• _DESCRIPTION OF THE TASK_:
Check every line of the entries below for the word "DateRange". Then give the number of lines that have it, with nothing added.
START DATA SUPPLIED
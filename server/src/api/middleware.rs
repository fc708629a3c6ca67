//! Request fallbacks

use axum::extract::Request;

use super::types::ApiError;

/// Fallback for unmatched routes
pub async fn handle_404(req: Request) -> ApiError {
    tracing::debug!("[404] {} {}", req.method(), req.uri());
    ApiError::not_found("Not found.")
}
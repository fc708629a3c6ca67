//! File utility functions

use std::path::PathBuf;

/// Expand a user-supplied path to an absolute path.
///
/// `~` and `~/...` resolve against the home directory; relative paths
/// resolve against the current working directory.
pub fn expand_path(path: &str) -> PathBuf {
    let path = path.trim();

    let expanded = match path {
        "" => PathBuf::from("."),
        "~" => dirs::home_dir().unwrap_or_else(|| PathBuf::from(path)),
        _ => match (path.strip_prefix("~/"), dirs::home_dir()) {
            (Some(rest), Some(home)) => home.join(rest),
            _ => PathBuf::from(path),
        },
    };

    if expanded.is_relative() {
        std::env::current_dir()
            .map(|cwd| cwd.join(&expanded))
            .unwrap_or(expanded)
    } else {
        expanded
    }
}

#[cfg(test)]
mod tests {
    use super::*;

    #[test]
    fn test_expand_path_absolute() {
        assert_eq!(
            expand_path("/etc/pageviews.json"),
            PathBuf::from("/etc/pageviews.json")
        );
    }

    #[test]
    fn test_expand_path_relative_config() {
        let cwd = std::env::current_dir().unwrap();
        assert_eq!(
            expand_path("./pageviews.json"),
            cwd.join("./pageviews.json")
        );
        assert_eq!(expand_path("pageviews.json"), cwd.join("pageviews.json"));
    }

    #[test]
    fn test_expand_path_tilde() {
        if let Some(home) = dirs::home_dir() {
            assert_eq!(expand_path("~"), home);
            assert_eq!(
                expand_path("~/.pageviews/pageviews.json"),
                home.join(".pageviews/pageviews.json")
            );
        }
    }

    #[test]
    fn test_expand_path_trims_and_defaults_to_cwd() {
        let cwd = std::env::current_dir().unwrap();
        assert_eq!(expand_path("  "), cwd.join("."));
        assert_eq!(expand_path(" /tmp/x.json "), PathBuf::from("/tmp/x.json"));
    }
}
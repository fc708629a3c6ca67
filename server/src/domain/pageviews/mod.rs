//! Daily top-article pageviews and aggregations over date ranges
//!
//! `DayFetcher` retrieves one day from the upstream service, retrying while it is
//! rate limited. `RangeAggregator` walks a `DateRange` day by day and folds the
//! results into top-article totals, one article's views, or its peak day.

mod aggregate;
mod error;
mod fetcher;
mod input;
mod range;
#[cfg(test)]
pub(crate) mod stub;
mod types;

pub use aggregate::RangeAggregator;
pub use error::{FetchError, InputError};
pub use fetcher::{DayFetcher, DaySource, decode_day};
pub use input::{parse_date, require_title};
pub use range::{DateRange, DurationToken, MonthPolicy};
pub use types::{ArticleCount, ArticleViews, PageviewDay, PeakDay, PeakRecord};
END DATA SUPPLIED
START DATA SUPPLIED
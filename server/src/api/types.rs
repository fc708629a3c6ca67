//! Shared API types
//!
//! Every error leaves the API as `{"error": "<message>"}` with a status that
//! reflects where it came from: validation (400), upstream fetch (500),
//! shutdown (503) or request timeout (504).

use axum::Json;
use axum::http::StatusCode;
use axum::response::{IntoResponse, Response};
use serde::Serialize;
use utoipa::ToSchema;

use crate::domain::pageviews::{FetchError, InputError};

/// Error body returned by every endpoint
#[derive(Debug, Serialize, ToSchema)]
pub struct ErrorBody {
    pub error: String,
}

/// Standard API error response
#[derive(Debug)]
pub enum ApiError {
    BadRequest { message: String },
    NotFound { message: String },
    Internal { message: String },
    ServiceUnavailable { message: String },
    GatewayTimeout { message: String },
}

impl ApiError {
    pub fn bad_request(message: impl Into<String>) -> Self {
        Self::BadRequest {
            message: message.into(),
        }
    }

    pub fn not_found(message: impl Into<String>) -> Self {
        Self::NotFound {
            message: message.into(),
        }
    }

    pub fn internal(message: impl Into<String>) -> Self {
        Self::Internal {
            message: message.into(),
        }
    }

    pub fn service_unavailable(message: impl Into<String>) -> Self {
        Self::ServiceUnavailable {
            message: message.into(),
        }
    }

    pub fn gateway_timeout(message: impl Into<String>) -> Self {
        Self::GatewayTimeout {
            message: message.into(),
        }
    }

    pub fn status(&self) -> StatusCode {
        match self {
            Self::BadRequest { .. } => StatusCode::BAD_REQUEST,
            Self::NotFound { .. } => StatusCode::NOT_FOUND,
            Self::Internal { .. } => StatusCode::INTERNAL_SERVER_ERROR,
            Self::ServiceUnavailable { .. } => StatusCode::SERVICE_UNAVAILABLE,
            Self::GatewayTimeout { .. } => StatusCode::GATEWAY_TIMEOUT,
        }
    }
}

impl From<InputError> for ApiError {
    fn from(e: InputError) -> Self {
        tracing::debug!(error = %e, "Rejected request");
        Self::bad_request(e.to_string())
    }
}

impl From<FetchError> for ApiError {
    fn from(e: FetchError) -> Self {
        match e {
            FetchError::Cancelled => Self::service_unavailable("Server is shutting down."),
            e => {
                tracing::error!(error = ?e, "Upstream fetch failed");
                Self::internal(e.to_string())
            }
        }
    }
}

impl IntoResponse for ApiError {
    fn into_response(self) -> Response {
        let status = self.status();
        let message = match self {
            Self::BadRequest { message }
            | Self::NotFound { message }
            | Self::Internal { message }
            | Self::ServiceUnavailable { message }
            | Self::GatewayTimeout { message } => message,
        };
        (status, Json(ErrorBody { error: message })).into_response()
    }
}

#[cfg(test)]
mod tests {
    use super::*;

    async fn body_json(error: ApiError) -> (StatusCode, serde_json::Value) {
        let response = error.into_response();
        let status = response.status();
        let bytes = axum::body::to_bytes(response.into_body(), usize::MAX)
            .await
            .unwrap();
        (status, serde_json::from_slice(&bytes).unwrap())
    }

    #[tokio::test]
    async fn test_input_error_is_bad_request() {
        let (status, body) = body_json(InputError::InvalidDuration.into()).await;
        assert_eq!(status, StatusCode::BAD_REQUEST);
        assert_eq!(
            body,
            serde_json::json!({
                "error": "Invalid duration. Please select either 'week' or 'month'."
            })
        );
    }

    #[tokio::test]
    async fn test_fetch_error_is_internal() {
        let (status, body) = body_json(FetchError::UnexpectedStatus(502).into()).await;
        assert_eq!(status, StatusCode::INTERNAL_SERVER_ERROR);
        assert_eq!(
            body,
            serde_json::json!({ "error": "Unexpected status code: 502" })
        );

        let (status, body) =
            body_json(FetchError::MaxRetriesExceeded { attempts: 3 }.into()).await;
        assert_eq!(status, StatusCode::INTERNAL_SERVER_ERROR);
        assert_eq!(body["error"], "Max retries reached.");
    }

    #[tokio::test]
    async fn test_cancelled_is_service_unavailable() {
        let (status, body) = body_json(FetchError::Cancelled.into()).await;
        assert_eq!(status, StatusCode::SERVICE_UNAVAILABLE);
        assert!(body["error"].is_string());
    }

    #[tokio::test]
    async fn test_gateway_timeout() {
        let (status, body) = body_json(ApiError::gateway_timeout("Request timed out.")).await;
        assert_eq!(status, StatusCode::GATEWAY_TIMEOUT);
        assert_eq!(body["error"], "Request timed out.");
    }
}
END DATA SUPPLIED
• _EXPECTED OUTPUT_:
2